SUPPLIED RECORDS:
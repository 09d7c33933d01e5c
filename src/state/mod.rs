//! State - page-level input, focus, and shortcut routing.

pub mod focus;
pub mod input;
pub mod keyboard;
pub mod shortcuts;

pub use focus::{ElementId, FocusRole};
pub use keyboard::{KeyHandler, KeyState, KeyboardEvent, Modifiers};
pub use shortcuts::{ShortcutRouter, ShortcutSink, format_shortcut, new_sink};
//! Input Module - Host event conversion and polling
//!
//! Bridges crossterm's event system with the keyboard module.
//! Provides event polling, conversion, and routing.
//!
//! # API
//!
//! - `convert_key_event` - Convert crossterm KeyEvent to our KeyboardEvent
//! - `poll_event` - Non-blocking event check with timeout
//! - `read_event` - Blocking event read
//! - `route_event` - Dispatch an event through the page listeners
//!
//! # Example
//!
//! ```ignore
//! use scrawl_shell::state::input::{poll_event, route_event};
//! use std::time::Duration;
//!
//! // Event loop
//! loop {
//!     if let Ok(Some(event)) = poll_event(Duration::from_millis(16)) {
//!         route_event(event);
//!     }
//! }
//! ```

use crossterm::event::{
    Event as CrosstermEvent, KeyCode, KeyEvent as CrosstermKeyEvent, KeyModifiers, poll, read,
};
use std::time::Duration;

use super::keyboard::{self, KeyState, KeyboardEvent, Modifiers};

// =============================================================================
// KEY EVENT CONVERSION
// =============================================================================

/// Convert crossterm KeyEvent to our KeyboardEvent.
///
/// Key names follow the host's canonical spelling ("Enter", "ArrowUp", ...).
/// Unknown codes map to an empty key name and are passed through as-is -
/// no validation is performed on what the platform delivers.
pub fn convert_key_event(event: CrosstermKeyEvent) -> KeyboardEvent {
    let key = match event.code {
        KeyCode::Char(c) => c.to_string(),
        KeyCode::Enter => "Enter".to_string(),
        KeyCode::Tab => "Tab".to_string(),
        KeyCode::Backspace => "Backspace".to_string(),
        KeyCode::Delete => "Delete".to_string(),
        KeyCode::Esc => "Escape".to_string(),
        KeyCode::Up => "ArrowUp".to_string(),
        KeyCode::Down => "ArrowDown".to_string(),
        KeyCode::Left => "ArrowLeft".to_string(),
        KeyCode::Right => "ArrowRight".to_string(),
        KeyCode::Home => "Home".to_string(),
        KeyCode::End => "End".to_string(),
        KeyCode::PageUp => "PageUp".to_string(),
        KeyCode::PageDown => "PageDown".to_string(),
        KeyCode::F(n) => format!("F{}", n),
        KeyCode::Insert => "Insert".to_string(),
        _ => String::new(),
    };

    let state = match event.kind {
        crossterm::event::KeyEventKind::Press => KeyState::Press,
        crossterm::event::KeyEventKind::Repeat => KeyState::Repeat,
        crossterm::event::KeyEventKind::Release => KeyState::Release,
    };

    KeyboardEvent {
        key,
        modifiers: convert_modifiers(event.modifiers),
        state,
    }
}

/// Convert crossterm KeyModifiers to our Modifiers
fn convert_modifiers(mods: KeyModifiers) -> Modifiers {
    Modifiers {
        ctrl: mods.contains(KeyModifiers::CONTROL),
        alt: mods.contains(KeyModifiers::ALT),
        shift: mods.contains(KeyModifiers::SHIFT),
        meta: mods.contains(KeyModifiers::SUPER),
    }
}

// =============================================================================
// EVENT POLLING
// =============================================================================

/// Poll for a keyboard event with timeout.
/// Returns None if no keyboard event arrived within the timeout.
/// Non-keyboard host events are discarded.
pub fn poll_event(timeout: Duration) -> std::io::Result<Option<KeyboardEvent>> {
    if poll(timeout)? {
        read_event()
    } else {
        Ok(None)
    }
}

/// Read the next host event (blocking).
/// Returns None for non-keyboard events.
pub fn read_event() -> std::io::Result<Option<KeyboardEvent>> {
    match read()? {
        CrosstermEvent::Key(key) => Ok(Some(convert_key_event(key))),
        _ => Ok(None),
    }
}

// =============================================================================
// EVENT ROUTING
// =============================================================================

/// Route a keyboard event through the page listeners.
/// Returns true if any listener consumed the event.
pub fn route_event(event: KeyboardEvent) -> bool {
    keyboard::dispatch(event)
}

// =============================================================================
// TESTS
// =============================================================================

#[cfg(test)]
mod tests {
    use super::*;

    #[test]
    fn test_convert_key_char() {
        let crossterm_event = CrosstermKeyEvent {
            code: KeyCode::Char('a'),
            modifiers: KeyModifiers::empty(),
            kind: crossterm::event::KeyEventKind::Press,
            state: crossterm::event::KeyEventState::NONE,
        };

        let event = convert_key_event(crossterm_event);

        assert_eq!(event.key, "a");
        assert_eq!(event.state, KeyState::Press);
        assert!(!event.modifiers.ctrl);
    }

    #[test]
    fn test_convert_key_navigation() {
        let nav_keys = [
            (KeyCode::Home, "Home"),
            (KeyCode::End, "End"),
            (KeyCode::PageUp, "PageUp"),
            (KeyCode::PageDown, "PageDown"),
            (KeyCode::Insert, "Insert"),
            (KeyCode::Delete, "Delete"),
            (KeyCode::Backspace, "Backspace"),
            (KeyCode::Tab, "Tab"),
            (KeyCode::Esc, "Escape"),
            (KeyCode::Enter, "Enter"),
        ];

        for (code, expected) in nav_keys {
            let crossterm_event = CrosstermKeyEvent {
                code,
                modifiers: KeyModifiers::empty(),
                kind: crossterm::event::KeyEventKind::Press,
                state: crossterm::event::KeyEventState::NONE,
            };

            let event = convert_key_event(crossterm_event);
            assert_eq!(event.key, expected);
        }
    }

    #[test]
    fn test_convert_key_all_arrows() {
        let arrows = [
            (KeyCode::Up, "ArrowUp"),
            (KeyCode::Down, "ArrowDown"),
            (KeyCode::Left, "ArrowLeft"),
            (KeyCode::Right, "ArrowRight"),
        ];

        for (code, expected) in arrows {
            let crossterm_event = CrosstermKeyEvent {
                code,
                modifiers: KeyModifiers::empty(),
                kind: crossterm::event::KeyEventKind::Press,
                state: crossterm::event::KeyEventState::NONE,
            };

            let event = convert_key_event(crossterm_event);
            assert_eq!(event.key, expected);
        }
    }

    #[test]
    fn test_convert_key_function_keys() {
        for n in 1..=12 {
            let crossterm_event = CrosstermKeyEvent {
                code: KeyCode::F(n),
                modifiers: KeyModifiers::empty(),
                kind: crossterm::event::KeyEventKind::Press,
                state: crossterm::event::KeyEventState::NONE,
            };

            let event = convert_key_event(crossterm_event);
            assert_eq!(event.key, format!("F{}", n));
        }
    }

    #[test]
    fn test_convert_key_with_ctrl() {
        let crossterm_event = CrosstermKeyEvent {
            code: KeyCode::Char('z'),
            modifiers: KeyModifiers::CONTROL,
            kind: crossterm::event::KeyEventKind::Press,
            state: crossterm::event::KeyEventState::NONE,
        };

        let event = convert_key_event(crossterm_event);

        assert_eq!(event.key, "z");
        assert!(event.modifiers.ctrl);
        assert!(!event.modifiers.alt);
        assert!(!event.modifiers.shift);
    }

    #[test]
    fn test_convert_key_unknown_maps_to_empty() {
        let crossterm_event = CrosstermKeyEvent {
            code: KeyCode::Null,
            modifiers: KeyModifiers::empty(),
            kind: crossterm::event::KeyEventKind::Press,
            state: crossterm::event::KeyEventState::NONE,
        };

        // Garbage in, garbage forwarded - no validation, no error
        let event = convert_key_event(crossterm_event);
        assert_eq!(event.key, "");
    }

    #[test]
    fn test_convert_key_states() {
        let states = [
            (crossterm::event::KeyEventKind::Press, KeyState::Press),
            (crossterm::event::KeyEventKind::Repeat, KeyState::Repeat),
            (crossterm::event::KeyEventKind::Release, KeyState::Release),
        ];

        for (kind, expected) in states {
            let crossterm_event = CrosstermKeyEvent {
                code: KeyCode::Char('a'),
                modifiers: KeyModifiers::empty(),
                kind,
                state: crossterm::event::KeyEventState::NONE,
            };

            let event = convert_key_event(crossterm_event);
            assert_eq!(event.state, expected);
        }
    }
}
//! Textarea Primitive - Auto-sizing multi-line text widget.
//!
//! A custom widget wrapping the host's native multi-line text control. The
//! widget always resizes itself to exactly fit its content and notifies
//! subscribers of every size change, so the editor's view layer can reflow
//! the surrounding layout.
//!
//! A value may be assigned before the widget is attached to the page; it is
//! buffered and flushed once the underlying control exists.
//!
//! # Example
//!
//! ```ignore
//! use scrawl_shell::primitives::AutoSizeTextWidget;
//!
//! let mut widget = AutoSizeTextWidget::with_class("note");
//! widget.on_size_change(|size| println!("{}x{}", size.width, size.height));
//!
//! widget.attach();
//! widget.set_value("hello");
//! ```

use crate::layout::text_measure::content_size;
use crate::state::focus::{self, ElementId, FocusRole};
use crate::types::Size;

/// Tag name the widget is addressed by in the editor's rendered markup.
pub const WIDGET_TAG: &str = "scrawl-widget-textarea";

/// Probe size the control is shrunk to before each measurement.
const SIZE_PROBE: u16 = 1;

/// Padding added to each axis of the measured extent, so the content never
/// sits exactly at the clipping boundary.
const SCROLL_PADDING: u16 = 1;

/// Identifier of a size-change subscription.
pub type SubscriptionId = usize;

// =============================================================================
// Native control
// =============================================================================

/// The host platform's multi-line text control.
///
/// Scroll extents carry the platform's semantics: they report the size
/// needed to show all content without scrolling, but never less than the
/// control's current box. A box that is never shrunk therefore never
/// reports a smaller extent when content is deleted.
#[derive(Debug, Default)]
pub struct NativeTextArea {
    value: String,
    class: Option<String>,
    width: u16,
    height: u16,
}

impl NativeTextArea {
    fn new(class: Option<String>) -> Self {
        Self {
            value: String::new(),
            class,
            width: 0,
            height: 0,
        }
    }

    /// The text currently shown by the control.
    pub fn value(&self) -> &str {
        &self.value
    }

    /// Styling class relocated from the wrapping widget, if any.
    pub fn class(&self) -> Option<&str> {
        self.class.as_deref()
    }

    /// The control's current visible box.
    pub fn box_size(&self) -> Size {
        Size::new(self.width, self.height)
    }

    /// Horizontal extent needed to show all content without scrolling.
    pub fn scroll_width(&self) -> u16 {
        self.width.max(content_size(&self.value).width)
    }

    /// Vertical extent needed to show all content without scrolling.
    pub fn scroll_height(&self) -> u16 {
        self.height.max(content_size(&self.value).height)
    }

    fn set_value(&mut self, value: String) {
        self.value = value;
    }

    fn resize(&mut self, width: u16, height: u16) {
        self.width = width;
        self.height = height;
    }
}

// =============================================================================
// Auto-size widget
// =============================================================================

/// Auto-growing monospace text box.
///
/// Lifecycle: constructed detached; `attach` builds the native control and
/// flushes any value assigned early; `detach` tears the subtree down. Every
/// value assignment while attached runs one measure/resize/notify cycle.
pub struct AutoSizeTextWidget {
    class: Option<String>,
    textarea: Option<NativeTextArea>,
    element: Option<ElementId>,
    cached_value: Option<String>,
    size: Size,
    size_listeners: Vec<(SubscriptionId, Box<dyn Fn(Size)>)>,
    next_listener_id: SubscriptionId,
}

impl AutoSizeTextWidget {
    /// Create a detached widget with no styling class.
    pub fn new() -> Self {
        Self {
            class: None,
            textarea: None,
            element: None,
            cached_value: None,
            size: Size::ZERO,
            size_listeners: Vec::new(),
            next_listener_id: 0,
        }
    }

    /// Create a detached widget carrying a styling class on the wrapper.
    /// The class is relocated onto the native control on attachment.
    pub fn with_class(class: impl Into<String>) -> Self {
        Self {
            class: Some(class.into()),
            ..Self::new()
        }
    }

    /// Attachment lifecycle hook.
    ///
    /// Builds the underlying native control, moves the wrapper's styling
    /// class onto it, registers the widget as a text input with the page's
    /// focus state, and flushes a value buffered before attachment. Calling
    /// `attach` on an attached widget is a no-op.
    pub fn attach(&mut self) {
        if self.textarea.is_some() {
            return;
        }

        self.textarea = Some(NativeTextArea::new(self.class.take()));
        self.element = Some(focus::register_role(FocusRole::TextInput));

        // Flush exactly once; the buffered value must not survive the flush.
        if let Some(pending) = self.cached_value.take() {
            self.update_value(pending);
        }
    }

    /// Teardown lifecycle hook.
    ///
    /// Drops the native control and the focus registration. The widget holds
    /// no other resources; nothing outlives removal from the page.
    pub fn detach(&mut self) {
        if let Some(id) = self.element.take() {
            focus::unregister(id);
        }
        self.textarea = None;
        self.size = Size::ZERO;
    }

    /// Delegate focus to the underlying control. No-op while detached.
    pub fn focus(&self) {
        if let Some(id) = self.element {
            focus::focus(id);
        }
    }

    /// Check if the underlying control holds page focus.
    pub fn is_focused(&self) -> bool {
        self.element.is_some_and(focus::is_focused)
    }

    /// Whether the widget is attached to the page.
    pub fn is_attached(&self) -> bool {
        self.textarea.is_some()
    }

    /// Assign a new value.
    ///
    /// Attached: runs the measure/resize/notify cycle immediately.
    /// Detached: buffers the value (there is nothing to measure yet); a
    /// later assignment overwrites the earlier pending value.
    pub fn set_value(&mut self, value: impl Into<String>) {
        let value = value.into();
        if self.textarea.is_some() {
            self.update_value(value);
        } else {
            self.cached_value = Some(value);
        }
    }

    /// The text currently held: the control's content when attached, the
    /// pending value otherwise.
    pub fn value(&self) -> &str {
        match &self.textarea {
            Some(textarea) => textarea.value(),
            None => self.cached_value.as_deref().unwrap_or(""),
        }
    }

    /// The widget's current dimensions.
    pub fn size(&self) -> Size {
        self.size
    }

    /// Access the underlying native control (None while detached).
    pub fn textarea(&self) -> Option<&NativeTextArea> {
        self.textarea.as_ref()
    }

    /// Subscribe to size-change notifications dispatched on the widget.
    /// Returns an id for `remove_size_listener`.
    pub fn on_size_change<F>(&mut self, listener: F) -> SubscriptionId
    where
        F: Fn(Size) + 'static,
    {
        let id = self.next_listener_id;
        self.next_listener_id += 1;
        self.size_listeners.push((id, Box::new(listener)));
        id
    }

    /// Remove a size-change subscription. Unknown ids are ignored.
    pub fn remove_size_listener(&mut self, id: SubscriptionId) {
        self.size_listeners
            .retain(|(listener_id, _)| *listener_id != id);
    }

    /// The measure/resize/notify cycle.
    fn update_value(&mut self, value: String) {
        let Some(textarea) = self.textarea.as_mut() else {
            return;
        };

        textarea.set_value(value);

        // Shrink to the probe size before reading the scroll extents. The
        // extents are clamped to the current box, so without this step a
        // previously large control would never be observed to shrink.
        textarea.resize(SIZE_PROBE, SIZE_PROBE);

        let width = textarea.scroll_width().saturating_add(SCROLL_PADDING);
        let height = textarea.scroll_height().saturating_add(SCROLL_PADDING);

        textarea.resize(width, height);
        self.size = Size::new(width, height);

        for (_, listener) in &self.size_listeners {
            listener(self.size);
        }
    }
}

impl Default for AutoSizeTextWidget {
    fn default() -> Self {
        Self::new()
    }
}

// =============================================================================
// Tests
// =============================================================================

#[cfg(test)]
mod tests {
    use super::*;
    use crate::state::focus::reset_focus_state;
    use std::cell::{Cell, RefCell};
    use std::rc::Rc;

    fn setup() {
        reset_focus_state();
    }

    #[test]
    fn test_attach_then_set_value() {
        setup();

        let mut widget = AutoSizeTextWidget::new();
        widget.attach();

        let events = Rc::new(RefCell::new(Vec::new()));
        let events_clone = events.clone();
        widget.on_size_change(move |size| events_clone.borrow_mut().push(size));

        widget.set_value("hello");

        assert_eq!(widget.value(), "hello");
        let events = events.borrow();
        assert_eq!(events.len(), 1);
        assert!(events[0].width > 0);
        assert!(events[0].height > 0);
        assert_eq!(events[0], widget.size());
    }

    #[test]
    fn test_value_before_attach_is_buffered() {
        setup();

        let mut widget = AutoSizeTextWidget::new();

        let count = Rc::new(Cell::new(0));
        let count_clone = count.clone();
        widget.on_size_change(move |_| count_clone.set(count_clone.get() + 1));

        widget.set_value("x");

        // Nothing to measure yet
        assert_eq!(count.get(), 0);
        assert_eq!(widget.size(), Size::ZERO);
        assert_eq!(widget.value(), "x");

        widget.attach();

        // Flushed exactly once, not zero, not twice
        assert_eq!(count.get(), 1);
        assert_eq!(widget.value(), "x");
        assert!(widget.size().width > 0);
        assert!(widget.size().height > 0);
    }

    #[test]
    fn test_pending_value_overwritten_before_attach() {
        setup();

        let mut widget = AutoSizeTextWidget::new();
        widget.set_value("first");
        widget.set_value("second");
        widget.attach();

        assert_eq!(widget.value(), "second");
    }

    #[test]
    fn test_shrink_after_shorter_value() {
        setup();

        let mut widget = AutoSizeTextWidget::new();
        widget.attach();

        widget.set_value("a long line of text\nsecond line\nthird line");
        let large = widget.size();

        widget.set_value("hi");
        let small = widget.size();

        assert!(small.width < large.width);
        assert!(small.height < large.height);
    }

    #[test]
    fn test_size_fits_content_with_padding() {
        setup();

        let mut widget = AutoSizeTextWidget::new();
        widget.attach();
        widget.set_value("hello");

        // 5 cells wide, 1 line tall, plus padding per axis
        assert_eq!(widget.size(), Size::new(5 + SCROLL_PADDING, 1 + SCROLL_PADDING));
        let textarea = widget.textarea().unwrap();
        assert_eq!(textarea.box_size(), widget.size());
    }

    #[test]
    fn test_class_relocated_on_attach() {
        setup();

        let mut widget = AutoSizeTextWidget::with_class("note-style");
        widget.attach();

        let textarea = widget.textarea().unwrap();
        assert_eq!(textarea.class(), Some("note-style"));
        // The wrapper no longer carries the class
        assert!(widget.class.is_none());
    }

    #[test]
    fn test_attach_is_idempotent() {
        setup();

        let mut widget = AutoSizeTextWidget::new();
        widget.attach();
        widget.set_value("keep me");
        widget.attach();

        assert_eq!(widget.value(), "keep me");
    }

    #[test]
    fn test_focus_noop_while_detached() {
        setup();

        let widget = AutoSizeTextWidget::new();
        widget.focus();
        assert!(!widget.is_focused());
        assert_eq!(focus::focused(), None);
    }

    #[test]
    fn test_focus_delegates_when_attached() {
        setup();

        let mut widget = AutoSizeTextWidget::new();
        widget.attach();
        widget.focus();

        assert!(widget.is_focused());
        assert_eq!(focus::focus_context(), FocusRole::TextInput);
    }

    #[test]
    fn test_detach_clears_focus_registration() {
        setup();

        let mut widget = AutoSizeTextWidget::new();
        widget.attach();
        widget.focus();
        widget.detach();

        assert!(!widget.is_attached());
        assert!(!widget.is_focused());
        assert_eq!(focus::focused(), None);
        assert_eq!(widget.size(), Size::ZERO);
    }

    #[test]
    fn test_removed_listener_not_notified() {
        setup();

        let mut widget = AutoSizeTextWidget::new();
        widget.attach();

        let count = Rc::new(Cell::new(0));
        let count_clone = count.clone();
        let id = widget.on_size_change(move |_| count_clone.set(count_clone.get() + 1));

        widget.set_value("a");
        assert_eq!(count.get(), 1);

        widget.remove_size_listener(id);
        widget.set_value("b");
        assert_eq!(count.get(), 1);
    }

    #[test]
    fn test_native_extents_clamped_to_box() {
        setup();

        // Platform semantics the probe-reset step exists for: once the box
        // is large, extents never report smaller content on their own.
        let mut textarea = NativeTextArea::new(None);
        textarea.set_value("wide enough line".to_string());
        textarea.resize(30, 10);

        textarea.set_value("hi".to_string());
        assert_eq!(textarea.scroll_width(), 30);
        assert_eq!(textarea.scroll_height(), 10);

        textarea.resize(1, 1);
        assert_eq!(textarea.scroll_width(), 2);
        assert_eq!(textarea.scroll_height(), 1);
    }

    #[test]
    fn test_empty_value_measures_padding_only() {
        setup();

        let mut widget = AutoSizeTextWidget::new();
        widget.attach();
        widget.set_value("");

        // Probe box still counts toward the extent
        assert_eq!(
            widget.size(),
            Size::new(SIZE_PROBE + SCROLL_PADDING, SIZE_PROBE + SCROLL_PADDING)
        );
    }
}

DIRECTIONS: Gather from the data above every line with the string "NativeTextArea".

WRITTEN RESPONSE:
pub struct NativeTextArea {
impl NativeTextArea {
    textarea: Option<NativeTextArea>,
        self.textarea = Some(NativeTextArea::new(self.class.take()));
    pub fn textarea(&self) -> Option<&NativeTextArea> {
        let mut textarea = NativeTextArea::new(None);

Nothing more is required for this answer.